Rammya Mathew: Let’s help people live successfully to the end of their livesBMJ 2019; 364 doi: https://doi.org/10.1136/bmj.l807 (Published 26 February 2019) Cite this as: BMJ 2019;364:l807
- Rammya Mathew, GP
Follow Rammya on Twitter: @RammyaMathew
On reading the headline “GPs should consider offering statins to all patients over 75,”1 I was left wondering whether modern medicine has become a quest to defeat death. The headline referred to a recent meta-analysis,2 which found that statins reduced the risk of major vascular events in all age groups. Given that older people have more strokes and heart attacks, the authors proposed that offering statins to all over 75s might be a worthwhile endeavour.
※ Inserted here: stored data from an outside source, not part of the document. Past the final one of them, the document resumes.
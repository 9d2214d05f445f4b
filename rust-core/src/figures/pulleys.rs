// Pulley systems: tables with edge pulleys, and inclines with a wheel at the top

use log::debug;

use super::marks::caption;
use crate::connectors::{Arrow, Rope};
use crate::geometries::Point;
use crate::objects::{Anchor, Block, MassPoint, PlacedObject, Pulley};
use crate::render::Figure;
use crate::style::Theme;
use crate::surfaces::{Incline, InclineShape, SlopeDirection, Table};
use crate::Result;

/// Rope from a block's side over `pulley`, leaving the rim along the block's surface
fn rope_to_rim(block_side: Point, pulley: &Pulley) -> Rope {
    Rope::new(block_side, pulley.rim_point(block_side - pulley.center()))
}

/// Block on a table tied over two edge pulleys to two hanging weights
pub fn table_pulleys(theme: &Theme) -> Result<Figure> {
    let mut figure = Figure::new(theme.clone())
        .with_title("Two pulleys at the table edges")
        .with_limits((-2.0, 10.0), (-2.0, 5.0))?;
    let palette = figure.palette().clone();

    let table = Table::new(1.0, 2.0, 6.0, 1.0);
    let block = Block::new(1.2, 0.8, Anchor::on(&table, 0.5))
        .with_label("m")
        .with_fill(palette.blue.lighten(0.6));
    let left = Pulley::at_surface(&table, 0.0, Some(&block));
    let right = Pulley::at_surface(&table, 1.0, Some(&block));
    let (left_hang, right_hang) = (left.hang_point(block.center()), right.hang_point(block.center()));
    let left_weight = Block::new(0.6, 0.8, (left_hang.x, 2.0))
        .with_label("M1")
        .with_fill(palette.orange.lighten(0.3));
    let right_weight = Block::new(0.6, 0.8, (right_hang.x, 1.0))
        .with_label("M2")
        .with_fill(palette.green.lighten(0.3));

    figure.add(&table).add(&block);
    figure.add(&rope_to_rim(block.left(), &left));
    figure.add(&Rope::new(left_hang, left_weight.top()).vertical());
    figure.add(&rope_to_rim(block.right(), &right));
    figure.add(&Rope::new(right_hang, right_weight.top()).vertical());
    figure.add(&left).add(&right).add(&left_weight).add(&right_weight);
    Ok(figure)
}

/// Two bodies joined over one pulley at the table edge, with a free-body panel for each
pub fn fbd_pulley(theme: &Theme) -> Result<Figure> {
    let mut figure = Figure::new(theme.clone())
        .with_title("Two bodies joined by a pulley")
        .with_limits((-2.0, 10.0), (-5.0, 3.0))?;
    let palette = figure.palette().clone();

    let table = Table::new(0.0, -4.5, 3.5, 4.5);
    let m1 = Block::new(1.5, 1.0, Anchor::on(&table, 0.5))
        .with_label("m1")
        .with_fill(palette.blue.lighten(0.6));
    let pulley = Pulley::at_surface(&table, 1.0, Some(&m1));
    let hang = pulley.hang_point(m1.center());
    let m2 = Block::new(0.8, 1.5, (hang.x, -2.75))
        .with_label("m2")
        .with_fill(palette.red.lighten(0.5));

    figure.add(&table).add(&m1);
    figure.add(&rope_to_rim(m1.right(), &pulley));
    figure.add(&Rope::new(hang, m2.top()).vertical());
    figure.add(&pulley).add(&m2);

    // free-body panels: tension is the same on both ends of the rope
    let body1 = Point::new(7.5, 0.0);
    caption(&mut figure, (7.0, 1.5), "FBD of m1", palette.text, 12.0);
    figure.add(&MassPoint::at(body1).with_size(6.0));
    figure.add(&Arrow::from_vector(body1, (1.5, 0.0), palette.red).with_label("T", (0.0, 0.3)));
    figure.add(&Arrow::from_vector(body1, (0.0, 1.0), palette.green).with_label("N", (0.4, 0.0)));
    figure.add(&Arrow::from_vector(body1, (0.0, -1.0), palette.blue).with_label("W1", (0.5, 0.0)));

    let body2 = Point::new(7.5, -3.5);
    caption(&mut figure, (7.0, -2.0), "FBD of m2", palette.text, 12.0);
    figure.add(&MassPoint::at(body2).with_size(6.0));
    figure.add(&Arrow::from_vector(body2, (0.0, 1.0), palette.red).with_label("T", (0.4, 0.0)));
    figure.add(&Arrow::from_vector(body2, (0.0, -1.0), palette.blue).with_label("W2", (0.5, 0.0)));
    Ok(figure)
}

/// Block on an incline tied over a pulley at the high end to a hanging weight
pub fn incline_pulley(theme: &Theme, direction: SlopeDirection) -> Result<Figure> {
    let mut figure = Figure::new(theme.clone())
        .with_title(match direction {
            SlopeDirection::Falling => "Incline with a pulley (falling slope)",
            SlopeDirection::Rising => "Incline with a pulley (rising slope)",
        })
        .with_limits((-1.5, 9.0), (-1.0, 5.0))?;
    let palette = figure.palette().clone();

    let incline = Incline::new(
        (0.0, 0.0),
        direction,
        InclineShape::WidthHeight { width: 6.0, height: 3.0 },
    )?
    .with_fill(palette.ground);

    // The high end is t = 0 on a falling slope and t = 1 on a rising one
    let (block_t, pulley_t, weight_width) = match direction {
        SlopeDirection::Falling => (0.4, 0.0, 0.4),
        SlopeDirection::Rising => (0.6, 1.0, 0.8),
    };
    let block = Block::new(1.0, 0.6, Anchor::on(&incline, block_t))
        .with_label("m")
        .with_fill(palette.blue.lighten(0.6));
    let pulley = Pulley::at_surface(&incline, pulley_t, Some(&block));
    let hang = pulley.hang_point(block.center());
    let weight = Block::new(weight_width, 1.0, (hang.x, 0.5))
        .with_label("M")
        .with_fill(palette.orange.lighten(0.3));
    debug!(
        "Incline pulley figure: slope {:.1}°, pulley at {}",
        incline.angle_deg(),
        pulley.center()
    );

    let block_side = match direction {
        SlopeDirection::Falling => block.left(),
        SlopeDirection::Rising => block.right(),
    };

    figure.add(&incline).add(&block);
    figure.add(&rope_to_rim(block_side, &pulley));
    figure.add(&Rope::new(hang, weight.top()).vertical());
    figure.add(&pulley).add(&weight);
    Ok(figure)
}

pub fn incline_pulley_falling(theme: &Theme) -> Result<Figure> {
    incline_pulley(theme, SlopeDirection::Falling)
}

pub fn incline_pulley_rising(theme: &Theme) -> Result<Figure> {
    incline_pulley(theme, SlopeDirection::Rising)
}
This same logic sees older people having proportionally more antihypertensives, more oral anticoagulants, and more antidiabetic drugs prescribed than their younger counterparts. And it’s why more than half of over 85s are taking five or more medicines.3
Risk factors accumulate with age, and this is ultimately not preventable. Trying to mitigate these risks with more and more medicines doesn’t feel to me like the right approach, especially when the risk-benefit calculations in older, multimorbid populations are mostly uncertain.4 And let’s not forget that polypharmacy itself is associated with increased mortality.5
Colin Baigent, representing the Cholesterol Treatment Trialists’ Collaboration, said that statins for all over 75s could prevent as many as 8000 deaths a year. What he really meant is that statins for all over 75s could delay these deaths. On the face of it, prolonging life seems like a worthwhile objective—but is extension of life what people over 75 really want? Or is it more years spent in good health, free from the burden of chronic illness and frailty and free from fighting the myriad side effects of an ever increasing list of medicines? Is it outlandish to suggest that, at some stage, we must stop prioritising prevention and accept the inevitability of death?
The risk-benefit calculations in older, multimorbid populations are mostly uncertain
The flip side of this argument, of course, is that strokes and coronary events, when not life terminating, can be severely disabling. We know that the odds of surviving a vascular event reduce significantly with increasing age,6 but this doesn’t stop me worrying that I might forgo the opportunity to prevent someone living in a state of severe disability that’s unacceptable to them, by not prescribing the statin.
But let’s say I decide to prescribe the statin and it prevents the stroke my patient would have otherwise had—and she lives an extra five years. Whether this should be celebrated depends on what those five years offer her: five years of good health versus five years she’d rather not have had to live through.
I’m not saying that no one over 75 should be taking a statin. But we do need to challenge the prevailing dogma of “prevention at all costs”—and create a broader vision of how to help people live successfully to the very end of their lives.
Competing interests: I have read and understood BMJ policy on declaration of interests and declare that I have no competing interests.
Provenance and peer review: Commissioned; not externally peer reviewed.